Já os nossos vão agora para a Ocean Wilsons Holdings Limited (OWHL).
A OCEAN WILSONS
Website: https://www.oceanwilsons.bm/
Ticker: LSE:OCN
A Ocean Wilsons é uma holding baseada em Bermuda e que negocia na bolsa de Londres. A empresa tem duas subsidiárias. Uma delas é, naturalmente, a Wilson Sons.
A Wilson Sons é uma das mais antigas empresas do Brasil. Foi criada em 1837 e atualmente é uma das maiores operadoras de logística portuária do país. É uma empresa que tem minha eterna gratidão por ter contribuido para a construção da Ponte Rio-Niterói com os seus rebocadores. Mas enfim, voltando ao que interessa, a Ocean Wilsons possui 57% da Wilson Sons.
A outra subsidiária da Ocean Wilsons é a ‘Ocean Wilsons Investments Limited’, aka OWIL. A OWIL nada mais é do que um portfólio global de fundos que investem tanto em ativos públicos quanto privados. O dinheiro pra isso veio justamente do IPO da Wilson Sons em 2007, época em que os papéis da empresa ainda eram negociados aqui via BDR. Infelizmente o resultado dessa carteira de fundos não é lá muito animadora, com rentabilidade de apenas 3.5% aa nos últimos 5 anos.
Quem faz essa gestão pra OWIL é a Hanseatic Asset Management. É essa turma da Hanseatic que recebe as taxas pra escolher em quais fundos investir e gerar esse medíocre retorno. Ao menos a estrutura de remuneração não é das mais nefastas (embora também exista a remuneração a nível dos fundos):
Ok, mas quem é esse gestor? A Hanseatic Asset Management faz parte do The Hanseatic Group, que é o grupo controlador da Ocean Wilsons, e conta com nomes como William Salomon e Christopher Townsend, conselheiros da Wilson Sons. Resumindo, o pessoal da Hanseatic faz a gestão da OWIL e controla a Ocean Wilsons, que por sua vez possui - e quer vender - 57% da Wilson Sons.

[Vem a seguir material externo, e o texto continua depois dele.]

use rusqlite::Connection;

use crate::error::StorageError;

pub const SCHEMA_VERSION: i32 = 1;

pub fn init_schema(conn: &Connection) -> Result<(), StorageError> {
    conn.execute_batch(
        "
        PRAGMA journal_mode = WAL;
        PRAGMA synchronous = NORMAL;
        PRAGMA foreign_keys = ON;
        PRAGMA busy_timeout = 5000;
    ",
    )?;
    conn.execute_batch(SCHEMA_SQL)?;
    Ok(())
}

const SCHEMA_SQL: &str = "
CREATE TABLE IF NOT EXISTS schema_version (
    version INTEGER PRIMARY KEY,
    applied_at INTEGER NOT NULL
);
INSERT OR IGNORE INTO schema_version (version, applied_at) VALUES (1, unixepoch());

CREATE TABLE IF NOT EXISTS progress (
    user_id BLOB PRIMARY KEY CHECK (length(user_id) = 16),
    solved BLOB NOT NULL,
    first_step_solved BLOB NOT NULL,
    current_stage INTEGER CHECK (current_stage IS NULL OR (current_stage BETWEEN 1 AND 16)),
    updated_at INTEGER NOT NULL DEFAULT (CAST(unixepoch('now','subsec') * 1000 AS INTEGER))
);
";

Não é difícil concluir que existem opções melhores para alocar os recursos da OWIL, bem como também não é difícil concluir de que é improvável que a opção atual seja substituida. Embora não seja fácil superar um controlador recolhendo taxa desse jeito, vamos deixar esse tema pra trás e recapitular o que é a Ocean Wilsons:
OWIL: Um portfólio de $300 milhões (jun/23)

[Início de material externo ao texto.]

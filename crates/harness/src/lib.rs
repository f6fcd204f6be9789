pub mod backend;
pub mod player;

pub use backend::{InMemoryBackend, SharedBackend};
pub use player::TestPlayer;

Wilson Sons: uma fatia de 57% que corresponde a ~$800 milhões (atual)
Isso ai dá $1.1 bilhão, o equivalente a uns £24/ação. A ação hoje é negociada a £11, ou seja, um desconto de 54%. Descontos são a norma quando falamos de holdings mas o da Ocean Wilsons é alto mesmo para seus padrões históricos. Uma eventual venda da Wilson Sons ajudaria a reduzir esse gap não só por um possível prêmio da operação mas também porque simplificaria a estrutura da holding. Quanto mais complicada é uma holding, maior tende a ser o desconto.
A nota do último mês não foi a primeira de Lauro Jardim sobre o assunto. Em junho ele já havia comentado sobre um suposto interesse da MSC (que ano passado comprou o controle da Log-In) em adquirir a participação da Ocean Wilsons na Wilson Son por cerca de 5 bilhões de reais. O valor de ~$1 bilhão já seria um prêmio para a cotação atual mas a Ocean Wilsons, que já deixou claro que está mesmo avaliando alternativas para a Wilson Sons, negou que tivesse qualquer coisa avançada nesse sentido.

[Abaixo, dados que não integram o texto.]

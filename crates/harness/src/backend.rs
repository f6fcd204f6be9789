use std::cell::RefCell;
use std::collections::BTreeMap;
use std::rc::Rc;

use stagequest_core::answer;
use stagequest_core::clock::unix_millis_now;
use stagequest_core::records::{SolveRecord, StageControlEntry, WinnerRecord};
use stagequest_core::{Environment, Stage, StageSet, Step, UserId};
use stagequest_engine::backend::{
    AnswerValidator, BackendError, SolveLedger, StageControlRegistry, WinnerClaim, WinnerRegistrar,
};

const TEST_SALT: &str = "harness-salt";

/// In-memory stand-in for the hosted backend: solve ledger, winner slots,
/// stage-control table, and a digest-checking validator, with flags to
/// simulate outages and the winner-race window.
pub struct InMemoryBackend {
    answers: BTreeMap<(Stage, Step), [u8; 32]>,
    solves: Vec<SolveRecord>,
    winners: BTreeMap<Stage, WinnerRecord>,
    controls: BTreeMap<(Environment, Stage), StageControlEntry>,
    /// Validator transport failure.
    pub validator_down: bool,
    /// Solve ledger failure (reads and writes).
    pub ledger_down: bool,
    /// Winner registrar failure (reads and writes).
    pub registrar_down: bool,
    /// Stage-control registry failure.
    pub control_down: bool,
    /// Winner probe reports the slot vacant even when taken, so a claim
    /// collides: the check-then-insert race window.
    pub stale_winner_check: bool,
}

impl Default for InMemoryBackend {
    fn default() -> Self {
        Self::new()
    }
}

impl InMemoryBackend {
    pub fn new() -> Self {
        Self {
            answers: BTreeMap::new(),
            solves: Vec::new(),
            winners: BTreeMap::new(),
            controls: BTreeMap::new(),
            validator_down: false,
            ledger_down: false,
            registrar_down: false,
            control_down: false,
            stale_winner_check: false,
        }
    }

    pub fn seed_answer(&mut self, stage: Stage, step: Step, plain_answer: &str) {
        self.answers
            .insert((stage, step), answer::digest(TEST_SALT, plain_answer));
    }

    /// Seeds every stage/step with the predictable `answer-<stage>-<step>`
    /// convention used by [`crate::TestPlayer::solve_stage`].
    pub fn seed_default_answers(&mut self) {
        for stage in Stage::all() {
            self.seed_answer(stage, Step::One, &default_answer(stage, Step::One));
            if stage.requires_two_steps() {
                self.seed_answer(stage, Step::Two, &default_answer(stage, Step::Two));
            }
        }
    }

    pub fn enable_stage(&mut self, environment: Environment, stage: Stage) {
        let entry = StageControlEntry {
            environment,
            stage,
            is_enabled: true,
            notes: None,
            updated_at: unix_millis_now().unwrap_or(0),
            updated_by: Some("harness".to_string()),
        };
        self.controls.insert((environment, stage), entry);
    }

    pub fn enable_all_stages(&mut self, environment: Environment) {
        for stage in Stage::all() {
            self.enable_stage(environment, stage);
        }
    }

    pub fn disable_stage(&mut self, environment: Environment, stage: Stage) {
        self.controls.insert(
            (environment, stage),
            StageControlEntry::disabled(environment, stage),
        );
    }

    pub fn winner(&self, stage: Stage) -> Option<&WinnerRecord> {
        self.winners.get(&stage)
    }

    pub fn solves(&self) -> &[SolveRecord] {
        &self.solves
    }

    pub fn solve_count(&self, user_id: UserId, stage: Stage) -> usize {
        self.solves
            .iter()
            .filter(|s| s.user_id == user_id && s.stage == stage)
            .count()
    }

    pub fn control_entry(&self, environment: Environment, stage: Stage) -> Option<&StageControlEntry> {
        self.controls.get(&(environment, stage))
    }

    pub fn control_count(&self) -> usize {
        self.controls.len()
    }
}

pub fn default_answer(stage: Stage, step: Step) -> String {
    format!("answer-{}-{}", stage.number(), step.as_u8())
}

impl AnswerValidator for InMemoryBackend {
    fn validate(&mut self, stage: Stage, step: Step, submission: &str) -> Result<bool, BackendError> {
        if self.validator_down {
            return Err(BackendError::Unreachable("validator offline".into()));
        }
        Ok(self
            .answers
            .get(&(stage, step))
            .map(|expected| answer::verify(TEST_SALT, submission, expected))
            .unwrap_or(false))
    }
}

impl SolveLedger for InMemoryBackend {
    fn record_solve(&mut self, record: &SolveRecord) -> Result<(), BackendError> {
        if self.ledger_down {
            return Err(BackendError::Unreachable("ledger offline".into()));
        }
        // Explicit (user, stage) idempotence: a repair push of an already
        // recorded solve is a silent success.
        let exists = self
            .solves
            .iter()
            .any(|s| s.user_id == record.user_id && s.stage == record.stage);
        if !exists {
            self.solves.push(record.clone());
        }
        Ok(())
    }

    fn solved_stages(&mut self, user_id: UserId) -> Result<StageSet, BackendError> {
        if self.ledger_down {
            return Err(BackendError::Unreachable("ledger offline".into()));
        }
        Ok(self
            .solves
            .iter()
            .filter(|s| s.user_id == user_id)
            .map(|s| s.stage)
            .collect())
    }
}

impl WinnerRegistrar for InMemoryBackend {
    fn winner_for_stage(&mut self, stage: Stage) -> Result<Option<WinnerRecord>, BackendError> {
        if self.registrar_down {
            return Err(BackendError::Unreachable("registrar offline".into()));
        }
        if self.stale_winner_check {
            return Ok(None);
        }
        Ok(self.winners.get(&stage).cloned())
    }

    fn register_winner(&mut self, candidate: &WinnerRecord) -> Result<WinnerClaim, BackendError> {
        if self.registrar_down {
            return Err(BackendError::Unreachable("registrar offline".into()));
        }
        // Uniqueness on stage is the store's job; a duplicate insert is
        // reported as "already won", never as an error.
        match self.winners.get(&candidate.stage) {
            Some(existing) => Ok(WinnerClaim::AlreadyWon(existing.clone())),
            None => {
                self.winners.insert(candidate.stage, candidate.clone());
                Ok(WinnerClaim::Registered)
            }
        }
    }
}

impl StageControlRegistry for InMemoryBackend {
    fn list_stages(
        &mut self,
        environment: Environment,
    ) -> Result<Vec<StageControlEntry>, BackendError> {
        if self.control_down {
            return Err(BackendError::Unreachable("stage control offline".into()));
        }
        Ok(self
            .controls
            .values()
            .filter(|e| e.environment == environment)
            .cloned()
            .collect())
    }

    fn upsert_control(&mut self, entry: &StageControlEntry) -> Result<(), BackendError> {
        if self.control_down {
            return Err(BackendError::Unreachable("stage control offline".into()));
        }
        self.controls
            .insert((entry.environment, entry.stage), entry.clone());
        Ok(())
    }
}

/// Shared handle to one backend, so several engines (players, an admin
/// client) operate against the same authoritative store — the setup every
/// race test needs.
#[derive(Clone)]
pub struct SharedBackend(Rc<RefCell<InMemoryBackend>>);

impl Default for SharedBackend {
    fn default() -> Self {
        Self::new(InMemoryBackend::new())
    }
}

impl SharedBackend {
    pub fn new(backend: InMemoryBackend) -> Self {
        Self(Rc::new(RefCell::new(backend)))
    }

    pub fn with<T>(&self, f: impl FnOnce(&InMemoryBackend) -> T) -> T {
        f(&self.0.borrow())
    }

    pub fn with_mut<T>(&self, f: impl FnOnce(&mut InMemoryBackend) -> T) -> T {
        f(&mut self.0.borrow_mut())
    }
}

impl AnswerValidator for SharedBackend {
    fn validate(&mut self, stage: Stage, step: Step, submission: &str) -> Result<bool, BackendError> {
        self.0.borrow_mut().validate(stage, step, submission)
    }
}

impl SolveLedger for SharedBackend {
    fn record_solve(&mut self, record: &SolveRecord) -> Result<(), BackendError> {
        self.0.borrow_mut().record_solve(record)
    }

    fn solved_stages(&mut self, user_id: UserId) -> Result<StageSet, BackendError> {
        self.0.borrow_mut().solved_stages(user_id)
    }
}

impl WinnerRegistrar for SharedBackend {
    fn winner_for_stage(&mut self, stage: Stage) -> Result<Option<WinnerRecord>, BackendError> {
        self.0.borrow_mut().winner_for_stage(stage)
    }

    fn register_winner(&mut self, candidate: &WinnerRecord) -> Result<WinnerClaim, BackendError> {
        self.0.borrow_mut().register_winner(candidate)
    }
}

impl StageControlRegistry for SharedBackend {
    fn list_stages(
        &mut self,
        environment: Environment,
    ) -> Result<Vec<StageControlEntry>, BackendError> {
        self.0.borrow_mut().list_stages(environment)
    }

    fn upsert_control(&mut self, entry: &StageControlEntry) -> Result<(), BackendError> {
        self.0.borrow_mut().upsert_control(entry)
    }
}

Até aqui temos o alto desconto da holding e a possibilidade da venda da Wilson Sons reduzir esse desconto. Uma pergunta justa é imaginar o quanto seria essa redução. Um dos produtos oferecidos pelo The Hanseatic Group é o Hansa Investment Company Limited. O Hansa Investment Company Limited é um closed-end fund que negocia também em Londres sob o ticker HAN. Essas são as maiores posição da HAN, em 31/outubro:
Então basicamente o que a HAN tem é 1- uma posição estratégica em Ocean Wilsons e 2- um enorme overlap com o portfólio da OWIL. Esse fundo é negociado com ~40% de desconto para seu NAV. Um desconto que, embora também esteja alto, fornece um ponto de referência para nosso case.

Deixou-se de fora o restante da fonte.